Requirement:
Your answer should consist only of the lines below from the one with "filename src/error.rs" through the one with "Character encoding error", copied exactly.

Task material:
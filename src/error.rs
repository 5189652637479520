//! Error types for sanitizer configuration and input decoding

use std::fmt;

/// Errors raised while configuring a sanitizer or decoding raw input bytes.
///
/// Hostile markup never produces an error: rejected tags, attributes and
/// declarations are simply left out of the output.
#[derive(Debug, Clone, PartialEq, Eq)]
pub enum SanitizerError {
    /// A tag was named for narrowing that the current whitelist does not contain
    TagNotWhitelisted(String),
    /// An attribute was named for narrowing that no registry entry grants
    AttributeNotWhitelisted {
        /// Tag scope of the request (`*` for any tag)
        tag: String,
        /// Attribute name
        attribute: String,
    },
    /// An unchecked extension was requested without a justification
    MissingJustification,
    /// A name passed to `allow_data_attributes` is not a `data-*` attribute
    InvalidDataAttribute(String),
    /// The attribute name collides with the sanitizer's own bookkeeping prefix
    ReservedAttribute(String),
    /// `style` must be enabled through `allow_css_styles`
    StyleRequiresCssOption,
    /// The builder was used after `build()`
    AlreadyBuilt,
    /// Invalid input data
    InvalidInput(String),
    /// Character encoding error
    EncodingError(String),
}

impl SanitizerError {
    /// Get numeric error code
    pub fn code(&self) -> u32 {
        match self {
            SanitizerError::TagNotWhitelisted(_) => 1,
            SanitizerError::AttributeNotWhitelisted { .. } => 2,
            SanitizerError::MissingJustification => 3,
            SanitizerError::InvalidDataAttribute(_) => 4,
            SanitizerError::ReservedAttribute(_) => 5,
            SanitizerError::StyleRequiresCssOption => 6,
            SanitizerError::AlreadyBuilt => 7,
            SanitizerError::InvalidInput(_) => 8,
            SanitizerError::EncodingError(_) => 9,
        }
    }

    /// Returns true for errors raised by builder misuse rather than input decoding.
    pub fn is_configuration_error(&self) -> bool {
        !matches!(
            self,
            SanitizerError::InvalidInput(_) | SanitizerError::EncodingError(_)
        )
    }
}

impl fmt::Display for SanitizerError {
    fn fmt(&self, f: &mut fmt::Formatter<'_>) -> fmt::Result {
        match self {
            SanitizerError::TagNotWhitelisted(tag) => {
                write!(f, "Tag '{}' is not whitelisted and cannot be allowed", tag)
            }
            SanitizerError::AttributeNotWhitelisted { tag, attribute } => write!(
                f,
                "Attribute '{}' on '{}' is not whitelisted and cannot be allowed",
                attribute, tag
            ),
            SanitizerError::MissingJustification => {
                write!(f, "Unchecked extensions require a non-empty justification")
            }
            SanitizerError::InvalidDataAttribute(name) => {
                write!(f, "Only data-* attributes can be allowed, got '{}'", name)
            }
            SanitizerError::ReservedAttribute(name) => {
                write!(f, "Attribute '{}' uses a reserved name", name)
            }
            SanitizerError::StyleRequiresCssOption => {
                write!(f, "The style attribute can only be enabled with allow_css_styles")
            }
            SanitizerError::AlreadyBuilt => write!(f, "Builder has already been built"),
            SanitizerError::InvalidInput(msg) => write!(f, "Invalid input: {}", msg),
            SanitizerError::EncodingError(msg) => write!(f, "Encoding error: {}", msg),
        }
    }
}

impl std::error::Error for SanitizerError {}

--

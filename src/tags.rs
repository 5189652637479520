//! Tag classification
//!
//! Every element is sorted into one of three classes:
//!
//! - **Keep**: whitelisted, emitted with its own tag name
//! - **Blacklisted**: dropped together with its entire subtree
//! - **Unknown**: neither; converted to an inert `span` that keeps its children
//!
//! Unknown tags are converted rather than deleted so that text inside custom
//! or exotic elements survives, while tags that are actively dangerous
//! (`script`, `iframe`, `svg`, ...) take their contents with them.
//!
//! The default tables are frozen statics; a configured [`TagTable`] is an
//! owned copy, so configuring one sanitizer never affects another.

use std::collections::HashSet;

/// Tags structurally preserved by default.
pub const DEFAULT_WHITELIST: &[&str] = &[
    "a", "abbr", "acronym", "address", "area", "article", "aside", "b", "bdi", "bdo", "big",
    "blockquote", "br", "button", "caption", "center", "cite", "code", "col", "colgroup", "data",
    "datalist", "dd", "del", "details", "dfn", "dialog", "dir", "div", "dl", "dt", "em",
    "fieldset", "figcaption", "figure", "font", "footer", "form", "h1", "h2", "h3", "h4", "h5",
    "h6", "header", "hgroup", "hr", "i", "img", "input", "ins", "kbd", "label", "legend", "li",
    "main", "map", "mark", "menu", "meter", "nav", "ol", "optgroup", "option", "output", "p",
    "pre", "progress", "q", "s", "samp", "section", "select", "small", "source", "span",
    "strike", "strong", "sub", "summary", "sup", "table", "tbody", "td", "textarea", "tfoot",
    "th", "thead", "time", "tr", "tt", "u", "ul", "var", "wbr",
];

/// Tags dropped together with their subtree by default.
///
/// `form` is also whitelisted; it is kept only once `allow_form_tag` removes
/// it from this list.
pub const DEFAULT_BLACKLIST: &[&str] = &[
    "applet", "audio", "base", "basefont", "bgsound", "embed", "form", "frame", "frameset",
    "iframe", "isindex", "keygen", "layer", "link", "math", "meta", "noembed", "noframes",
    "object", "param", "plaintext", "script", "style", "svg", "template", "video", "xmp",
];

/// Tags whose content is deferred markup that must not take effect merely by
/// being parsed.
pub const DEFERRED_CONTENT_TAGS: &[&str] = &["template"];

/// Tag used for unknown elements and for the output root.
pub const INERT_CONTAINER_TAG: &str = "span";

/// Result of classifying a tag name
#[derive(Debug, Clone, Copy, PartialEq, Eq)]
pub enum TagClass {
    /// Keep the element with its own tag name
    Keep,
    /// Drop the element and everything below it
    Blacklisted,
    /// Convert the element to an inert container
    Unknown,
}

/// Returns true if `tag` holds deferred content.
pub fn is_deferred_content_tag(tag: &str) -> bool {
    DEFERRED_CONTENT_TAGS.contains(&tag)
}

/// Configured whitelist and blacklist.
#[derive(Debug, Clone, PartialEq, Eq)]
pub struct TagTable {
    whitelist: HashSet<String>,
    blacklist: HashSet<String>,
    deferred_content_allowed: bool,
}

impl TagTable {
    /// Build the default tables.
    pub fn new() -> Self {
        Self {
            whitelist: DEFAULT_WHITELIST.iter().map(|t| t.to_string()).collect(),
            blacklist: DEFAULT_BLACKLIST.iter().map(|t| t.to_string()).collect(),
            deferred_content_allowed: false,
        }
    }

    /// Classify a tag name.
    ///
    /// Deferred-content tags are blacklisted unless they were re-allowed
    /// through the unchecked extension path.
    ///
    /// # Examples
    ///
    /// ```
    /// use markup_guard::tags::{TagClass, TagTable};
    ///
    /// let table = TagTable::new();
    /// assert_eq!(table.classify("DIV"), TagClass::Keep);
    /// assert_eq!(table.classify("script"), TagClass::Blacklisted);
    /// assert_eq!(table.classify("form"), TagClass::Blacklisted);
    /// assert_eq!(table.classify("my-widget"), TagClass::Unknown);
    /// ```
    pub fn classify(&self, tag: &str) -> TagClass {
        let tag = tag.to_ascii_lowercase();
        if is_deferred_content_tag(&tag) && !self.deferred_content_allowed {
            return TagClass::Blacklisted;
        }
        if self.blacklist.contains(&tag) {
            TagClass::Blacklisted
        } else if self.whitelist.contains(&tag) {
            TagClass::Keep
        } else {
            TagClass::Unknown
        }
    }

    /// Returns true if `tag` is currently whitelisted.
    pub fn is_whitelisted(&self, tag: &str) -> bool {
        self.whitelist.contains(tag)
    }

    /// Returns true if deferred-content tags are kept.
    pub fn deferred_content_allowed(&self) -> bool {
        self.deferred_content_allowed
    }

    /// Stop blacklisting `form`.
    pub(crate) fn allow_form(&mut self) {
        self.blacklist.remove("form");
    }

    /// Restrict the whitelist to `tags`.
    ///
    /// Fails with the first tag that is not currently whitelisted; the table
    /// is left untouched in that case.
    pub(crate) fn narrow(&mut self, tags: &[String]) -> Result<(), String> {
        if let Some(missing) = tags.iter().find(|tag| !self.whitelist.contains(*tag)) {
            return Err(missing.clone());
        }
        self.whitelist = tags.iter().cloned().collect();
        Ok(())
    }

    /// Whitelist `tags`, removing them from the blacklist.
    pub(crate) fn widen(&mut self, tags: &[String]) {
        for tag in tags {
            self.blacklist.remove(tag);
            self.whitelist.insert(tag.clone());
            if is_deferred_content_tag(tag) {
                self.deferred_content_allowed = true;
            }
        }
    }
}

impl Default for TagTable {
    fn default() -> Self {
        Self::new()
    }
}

Solution to the problem:
filename src/error.rs
repository 5189652637479520
//! Error types for sanitizer configuration and input decoding

use std::fmt;

/// Errors raised while configuring a sanitizer or decoding raw input bytes.
///
/// Hostile markup never produces an error: rejected tags, attributes and
/// declarations are simply left out of the output.
#[derive(Debug, Clone, PartialEq, Eq)]
pub enum SanitizerError {
    /// A tag was named for narrowing that the current whitelist does not contain
    TagNotWhitelisted(String),
    /// An attribute was named for narrowing that no registry entry grants
    AttributeNotWhitelisted {
        /// Tag scope of the request (`*` for any tag)
        tag: String,
        /// Attribute name
        attribute: String,
    },
    /// An unchecked extension was requested without a justification
    MissingJustification,
    /// A name passed to `allow_data_attributes` is not a `data-*` attribute
    InvalidDataAttribute(String),
    /// The attribute name collides with the sanitizer's own bookkeeping prefix
    ReservedAttribute(String),
    /// `style` must be enabled through `allow_css_styles`
    StyleRequiresCssOption,
    /// The builder was used after `build()`
    AlreadyBuilt,
    /// Invalid input data
    InvalidInput(String),
    /// Character encoding error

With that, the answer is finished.